Exomalopsis is a genus of bees in the family Apidae. They occur in the Western Hemisphere (Neotropical and Nearctic realms).

Biology
Bees of this genus build communal nests. Several examples have been documented in the literature. E. aburraensis, for example, has been known to build its nest alongside the beekeepers' honeybee hives. It excavates a tunnel over a meter deep which then branches into many underground pathways that lead to cells where larvae hatch and develop. The California species E. nitens enters cracks in dry soil and digs chambers underground. There it creates a pile of food provisions and lays eggs on top. The larvae eat the food pile and then pupate. Both E. globosa and E. similis have been noted nesting in dirt roads made of gritty red clay. The gravid female piles food in a terminal cell and then molds it into a neat loaf. She lays an egg on it and then seals the cell to allow the larva to develop within.

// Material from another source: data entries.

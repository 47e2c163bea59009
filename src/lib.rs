#![no_std]

extern crate alloc;

pub mod animation;
pub mod bitmap;
pub mod canvas;
pub mod color;
pub mod command;
pub mod frame_scheduler;
pub mod interval;
pub mod layout;
pub mod maestro;
pub mod math8;
pub mod overlay;
pub mod pixel;
pub mod rng;
pub mod section;
pub mod show;
pub mod transition;

pub use animation::{Animation, AnimationSlot, AnimationType, Pattern};
pub use bitmap::{Bitmap, BitmapError};
pub use canvas::Canvas;
pub use command::{CommandChannel, CommandReceiver, CommandSender, TryReceiveError, TrySendError};
pub use frame_scheduler::{FrameResult, FrameScheduler};
pub use layout::{Layout, Offset, Orientation, Point};
pub use maestro::{Maestro, MaestroConfig};
pub use overlay::Overlay;
pub use pixel::Pixel;
pub use section::Section;
pub use show::{Action, Event, SectionId, Show, TimingMode};

pub use color::{Hsv, MixMode, Rgb};
pub use embassy_time::{Duration, Instant};

/// Abstract LED driver trait
///
/// Implement this trait to support different hardware platforms.
/// The frame scheduler is generic over this trait.
pub trait OutputDriver {
    /// Write colors to the LED strip
    fn write(&mut self, colors: &[Rgb]);
}
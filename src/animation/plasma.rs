//! Plasma animation
//!
//! Hue field built from summed sine waves over the grid, scrolled through
//! the color wheel one step per cycle.

use libm::{sinf, sqrtf};

use super::{Animate, Cycle, Frame};
use crate::color::{Hsv, hsv2rgb};

/// Default size of each plasma blob, in pixels
pub const DEFAULT_PLASMA_SIZE: f32 = 4.0;

/// Default resolution: 32 gives one full trip around the color wheel
pub const DEFAULT_PLASMA_RESOLUTION: f32 = 32.0;

const PLASMA_PHASES: usize = 256;

#[derive(Debug, Clone)]
pub struct PlasmaAnimation {
    /// Size of each plasma blob
    size: f32,
    /// Number of color bands across the field
    resolution: f32,
}

impl Default for PlasmaAnimation {
    fn default() -> Self {
        Self::new(DEFAULT_PLASMA_SIZE, DEFAULT_PLASMA_RESOLUTION)
    }
}

impl PlasmaAnimation {
    pub const fn new(size: f32, resolution: f32) -> Self {
        Self { size, resolution }
    }

    pub const fn size(&self) -> f32 {
        self.size
    }

    pub const fn resolution(&self) -> f32 {
        self.resolution
    }

    pub fn set_size(&mut self, size: f32) {
        self.size = size;
    }

    pub fn set_resolution(&mut self, resolution: f32) {
        self.resolution = resolution;
    }

    /// Field value at `(x, y)`, normalized to 0.0-1.0
    fn field(&self, x: f32, y: f32) -> f32 {
        let size = if self.size > 0.0 { self.size } else { DEFAULT_PLASMA_SIZE };
        let v = sinf(x / size)
            + sinf(y / size)
            + sinf((x + y) / size)
            + sinf(sqrtf(x * x + y * y) / size);
        (v + 4.0) / 8.0
    }
}

impl Animate for PlasmaAnimation {
    #[allow(
        clippy::cast_possible_truncation,
        clippy::cast_sign_loss,
        clippy::cast_precision_loss
    )]
    fn step(&mut self, cycle: &mut Cycle, frame: &mut Frame<'_>) {
        let layout = frame.layout();
        let shift = (cycle.index % PLASMA_PHASES) as u8;
        for index in 0..frame.size() {
            let Some(point) = layout.point_of(index) else {
                continue;
            };
            let level = self.field(f32::from(point.x), f32::from(point.y));
            let hue = ((level * self.resolution * 8.0) as u32 & 0xFF) as u8;
            let color = hsv2rgb(Hsv {
                hue: hue.wrapping_add(shift),
                sat: 255,
                val: 255,
            });
            frame.set_one(index, color);
        }
        cycle.advance(0, PLASMA_PHASES);
    }

    fn cycle_len(&self, _num_colors: usize) -> usize {
        PLASMA_PHASES
    }
}
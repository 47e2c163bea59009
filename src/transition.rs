use crate::color::{Rgb, blend_colors};
use crate::math8::{blend8, progress8};

/// Blends two values of type `T` using a progress value (0-255)
pub type ValueBlender<T> = fn(T, T, u8) -> T;

/// Tick-driven transition for values of type `T`
///
/// Unlike a wall-clock transition this one advances a fixed number of
/// steps, one per [`StepTransition::tick`] call. Step `k` of `n` produces
/// `blend(source, target, k * 255 / n)`; step `n` lands exactly on the
/// target.
#[derive(Debug, Clone)]
pub struct StepTransition<T: Copy> {
    /// Blender function
    blend: ValueBlender<T>,
    /// Current interpolated value
    current: T,
    /// Value at the start of transition
    source: T,
    /// Target value (None if no transition in progress)
    target: Option<T>,
    /// Total number of steps
    steps: u32,
    /// Steps taken so far
    step: u32,
}

impl<T: Copy> StepTransition<T> {
    /// Create a new value transition
    pub const fn new(initial: T, blend: ValueBlender<T>) -> Self {
        Self {
            blend,
            current: initial,
            source: initial,
            target: None,
            steps: 0,
            step: 0,
        }
    }

    /// Get current value
    pub const fn current(&self) -> T {
        self.current
    }

    /// Get the value the transition is heading to
    pub fn target(&self) -> T {
        self.target.unwrap_or(self.current)
    }

    /// Check if a transition is in progress
    pub const fn is_transitioning(&self) -> bool {
        self.target.is_some()
    }

    /// Start a transition towards `value` lasting `steps` ticks
    ///
    /// `steps <= 1` makes the next tick jump straight to `value`. The
    /// transition always starts from the current value, so retargeting
    /// mid-flight never jumps.
    pub fn set(&mut self, value: T, steps: u32) {
        self.source = self.current;
        self.target = Some(value);
        self.steps = steps.max(1);
        self.step = 0;
    }

    /// Jump to `value` immediately
    pub fn reset(&mut self, value: T) {
        self.current = value;
        self.source = value;
        self.target = None;
        self.steps = 0;
        self.step = 0;
    }

    /// Advance the transition by one step
    pub fn tick(&mut self) {
        let Some(target) = self.target else {
            return;
        };

        self.step += 1;
        if self.step >= self.steps {
            self.reset(target);
            return;
        }

        let progress = progress8(self.step, self.steps);
        self.current = (self.blend)(self.source, target, progress);
    }
}

impl StepTransition<u8> {
    /// Create a new u8 transition
    pub const fn new_u8(initial: u8) -> Self {
        Self::new(initial, blend8)
    }
}

impl StepTransition<Rgb> {
    /// Create a new rgb transition
    pub const fn new_rgb(initial: Rgb) -> Self {
        Self::new(initial, blend_colors)
    }
}
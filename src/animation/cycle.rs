use super::{Animate, Cycle, Frame};

/// Fills the whole section with one palette color, one color per cycle
#[derive(Debug, Clone, Copy, Default)]
pub struct CycleAnimation;

impl Animate for CycleAnimation {
    fn step(&mut self, cycle: &mut Cycle, frame: &mut Frame<'_>) {
        if let Some(color) = frame.color_at(cycle.index) {
            frame.set_all(color);
        }
        cycle.advance(0, frame.num_colors());
    }
}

Several Exomalopsis are associated with kleptoparasites, especially cuckoo bees. Kleptoparasitic cuckoo bees of the genera Brachynomada, Nomada, Paranomada, and Triopasites have been found using Exomalopsis nests. The newly described cuckoo bee Nomada medellinenses moves into the nests of E. aburraensis and lays its eggs there.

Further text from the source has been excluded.